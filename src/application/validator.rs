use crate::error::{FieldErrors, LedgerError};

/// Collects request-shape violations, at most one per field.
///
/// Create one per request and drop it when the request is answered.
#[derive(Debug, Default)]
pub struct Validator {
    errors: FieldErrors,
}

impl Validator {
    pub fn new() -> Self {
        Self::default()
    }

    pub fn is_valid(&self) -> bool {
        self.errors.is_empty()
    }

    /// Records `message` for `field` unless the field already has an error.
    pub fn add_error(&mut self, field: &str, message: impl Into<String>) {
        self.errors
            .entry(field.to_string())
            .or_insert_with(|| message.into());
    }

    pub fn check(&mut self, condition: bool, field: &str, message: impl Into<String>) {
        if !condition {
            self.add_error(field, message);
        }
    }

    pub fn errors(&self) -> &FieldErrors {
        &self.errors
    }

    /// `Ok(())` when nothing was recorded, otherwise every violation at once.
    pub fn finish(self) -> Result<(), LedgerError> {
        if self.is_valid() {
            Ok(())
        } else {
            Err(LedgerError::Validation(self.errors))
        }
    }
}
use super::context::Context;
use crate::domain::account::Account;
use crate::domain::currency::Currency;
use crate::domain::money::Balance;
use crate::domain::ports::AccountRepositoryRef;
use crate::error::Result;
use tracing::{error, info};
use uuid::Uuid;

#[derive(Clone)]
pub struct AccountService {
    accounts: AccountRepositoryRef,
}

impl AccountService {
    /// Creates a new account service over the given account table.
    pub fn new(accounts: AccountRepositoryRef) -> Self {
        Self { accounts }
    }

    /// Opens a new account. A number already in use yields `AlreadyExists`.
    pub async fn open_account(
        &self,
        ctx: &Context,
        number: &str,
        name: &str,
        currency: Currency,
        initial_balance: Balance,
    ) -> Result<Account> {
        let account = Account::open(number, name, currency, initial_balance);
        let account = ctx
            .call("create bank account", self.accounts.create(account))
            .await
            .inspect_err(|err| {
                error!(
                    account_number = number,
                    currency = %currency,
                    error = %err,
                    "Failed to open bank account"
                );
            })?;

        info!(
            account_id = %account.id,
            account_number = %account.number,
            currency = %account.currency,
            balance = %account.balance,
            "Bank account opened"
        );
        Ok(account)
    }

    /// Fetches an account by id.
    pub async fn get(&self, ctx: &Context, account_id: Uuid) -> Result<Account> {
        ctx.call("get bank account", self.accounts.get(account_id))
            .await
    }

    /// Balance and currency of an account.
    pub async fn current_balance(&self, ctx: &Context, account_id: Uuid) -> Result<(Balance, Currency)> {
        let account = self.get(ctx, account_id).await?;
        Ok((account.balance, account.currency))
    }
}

-=-=-

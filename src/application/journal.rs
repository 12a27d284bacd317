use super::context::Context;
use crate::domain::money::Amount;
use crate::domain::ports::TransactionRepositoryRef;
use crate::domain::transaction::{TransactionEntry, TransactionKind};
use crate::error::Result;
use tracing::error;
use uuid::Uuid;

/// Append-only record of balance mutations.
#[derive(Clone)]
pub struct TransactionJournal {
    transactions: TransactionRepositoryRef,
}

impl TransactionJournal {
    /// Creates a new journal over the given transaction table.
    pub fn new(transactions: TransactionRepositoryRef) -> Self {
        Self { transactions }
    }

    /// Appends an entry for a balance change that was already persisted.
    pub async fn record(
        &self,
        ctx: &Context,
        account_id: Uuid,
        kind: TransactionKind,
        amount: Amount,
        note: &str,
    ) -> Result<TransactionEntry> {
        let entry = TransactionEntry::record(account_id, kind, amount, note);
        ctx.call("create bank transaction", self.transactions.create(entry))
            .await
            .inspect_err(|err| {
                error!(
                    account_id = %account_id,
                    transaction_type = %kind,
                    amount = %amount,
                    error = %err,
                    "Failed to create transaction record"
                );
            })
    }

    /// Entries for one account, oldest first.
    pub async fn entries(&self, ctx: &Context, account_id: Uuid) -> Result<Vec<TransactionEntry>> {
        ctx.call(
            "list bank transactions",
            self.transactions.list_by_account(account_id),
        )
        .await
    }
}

-=-=-

Check the data line by line and report how many lines contain "already" as a word or string, giving nothing besides the number.

3